Thursday 12 February 2009

Cultural encounters.

After reading 'The Concise Chinese-English Dictionary for Lovers' (great title BTW)

Sometimes I miss being a freshly arrived immigrant who is so busy gathering information about the new country that has no time to worry about what might happen and what would have been. You really don't have time for introspections and any brain power left for deep emotions and feelings. You meet new people in new places using strange words in bizzare contexts, start a new job with its own jargon, have a network of public transport to master to get to work, move in a new house with some solutions that don't make sense cause you're used to them being different in your country andyou have to get used to these new ones, go shopping to find the familiar brands of food and deodorants under different names, try to register at GPs practice, tax office, university... It takes all your attention just to survive in the strange new world populated by people blathering in some vaguely englishlike language.

After a year you get used to the accent, inconprehensibility of bus routes and separate  taps for cold and hot water and that's when you start to feel again and think about the future and worry. You get settled and concentrate on having a satisfying job, good social life
and a partner you care about. Emotions hit you again without the protective veil of constant amazement at simple things. You stop to think about yourself as an immigrant.

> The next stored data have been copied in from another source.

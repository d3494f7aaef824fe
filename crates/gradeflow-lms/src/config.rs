// Copyright (C) 2025 SyncMyOrders Sp. z o.o.
// SPDX-License-Identifier: AGPL-3.0-or-later
//! LMS adapter configuration.

use crate::error::LmsError;

/// Host suffixes whose PIDs travel realm-decorated (`<pid>:<realm>`).
///
/// The core always deals in bare PIDs; the decoration is applied and
/// stripped at this adapter's edge only.
const REALMED_HOSTS: [(&str, &str); 2] = [
    ("uncch.instructure.com", "unc"),
    ("canvas.unc.edu", "unc"),
];

/// LMS adapter configuration.
#[derive(Debug, Clone)]
pub struct LmsConfig {
    /// Base URL of the LMS API, e.g. `https://canvas.example.edu/api/v1`.
    pub base_url: String,
    /// Bearer token for API calls.
    pub token: String,
    /// The course this deployment serves.
    pub course_id: i64,
    /// Realm suffix for SIS ids, when the host requires one.
    pub realm: Option<String>,
}

impl LmsConfig {
    /// Build a config, inferring the realm from the host when not given.
    pub fn new(base_url: impl Into<String>, token: impl Into<String>, course_id: i64) -> Self {
        let base_url = base_url.into();
        let realm = infer_realm(&base_url).map(str::to_string);
        Self {
            base_url,
            token: token.into(),
            course_id,
            realm,
        }
    }

    /// Load configuration from environment variables.
    ///
    /// Required:
    /// - `GRADEFLOW_LMS_BASE_URL`
    /// - `GRADEFLOW_LMS_TOKEN`
    /// - `GRADEFLOW_LMS_COURSE_ID`
    ///
    /// Optional:
    /// - `GRADEFLOW_LMS_REALM`: overrides the host-inferred realm suffix
    pub fn from_env() -> Result<Self, LmsError> {
        let base_url = std::env::var("GRADEFLOW_LMS_BASE_URL")
            .map_err(|_| LmsError::Config("missing GRADEFLOW_LMS_BASE_URL".to_string()))?;
        let token = std::env::var("GRADEFLOW_LMS_TOKEN")
            .map_err(|_| LmsError::Config("missing GRADEFLOW_LMS_TOKEN".to_string()))?;
        let course_id = std::env::var("GRADEFLOW_LMS_COURSE_ID")
            .map_err(|_| LmsError::Config("missing GRADEFLOW_LMS_COURSE_ID".to_string()))?
            .parse()
            .map_err(|_| {
                LmsError::Config("GRADEFLOW_LMS_COURSE_ID must be an integer".to_string())
            })?;

        let mut config = Self::new(base_url, token, course_id);
        if let Ok(realm) = std::env::var("GRADEFLOW_LMS_REALM") {
            config.realm = if realm.is_empty() { None } else { Some(realm) };
        }
        Ok(config)
    }

    /// Decorate a bare PID for the wire, when this host uses realms.
    pub fn decorate_pid(&self, pid: &str) -> String {
        match &self.realm {
            Some(realm) => format!("{pid}:{realm}"),
            None => pid.to_string(),
        }
    }

    /// Strip the realm decoration from a wire-side SIS id.
    pub fn bare_pid(&self, sis_user_id: &str) -> String {
        match &self.realm {
            Some(realm) => sis_user_id
                .strip_suffix(&format!(":{realm}"))
                .unwrap_or(sis_user_id)
                .to_string(),
            None => sis_user_id.to_string(),
        }
    }
}

fn infer_realm(base_url: &str) -> Option<&'static str> {
    let host = url::Url::parse(base_url).ok()?.host_str()?.to_string();
    REALMED_HOSTS
        .iter()
        .find(|(known, _)| host == *known)
        .map(|(_, realm)| *realm)
}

I understand people, who never get settled, just travel from country to country, year after year. You exchange the feeling of safety, comfort and stability for freedom, exploration and superficility. It sounds alluring sometimes. Other times it sounds scary. But it is a way to live.

Too late for me, I'm already settled, I'm a resident in a cold, rainy, northern land.

Saturday 7 February 2009

You watch your whole life pass you by...

Do you have this feeling sometimes as well, imaginary reader? Like you are constantly standing on the sidewalk watching your own life race past you? Like you want to jump in at last but you’re to scared? Like you constantly struggle to catch up with yourself, so you just stop trying and have another lazy evening instead? And you end up thinking – if only I was faster, stronger, more determined I would, could, should, but I’m not. I’m... I’m not sure what I am actually...

We are so busy trying to find out who we are these days that we ignore the simplest fact - you are who you are and there’s not much you can do about it, really. But you are, at the same time, much more then you think you are. Confusing? Well, you don’t usually think about your lazy self too highly, do you? It’s always the If Only...

Close your eyes, take deep breath and try to fit in your own skin. It will itch, it will hurt, it will confuse the hell out of you to find out that deep inside, in the dozing part of your soul, you are faster, stronger and more determined than any imaginary you inhabiting the top layer of the same soul. You are perfectly able to jump in your own lifestream and have some fun before you drown in it.

Optimism is bad for you.

Thursday 5 February 2009

Unbelievable rant.

Oh the irony of life - it's perceived as wrong to impose your beliefs on others but if you don't follow other people's beliefs they will avoid you.

The choice - be yourlonelyself or groupconformist. Both sound like the names of exotic diseases...

By the way - what's with all the people in GP's waiting rooms always sitting on every third chair from each other? Are beliefs contagious these days or is it just good old paranoia?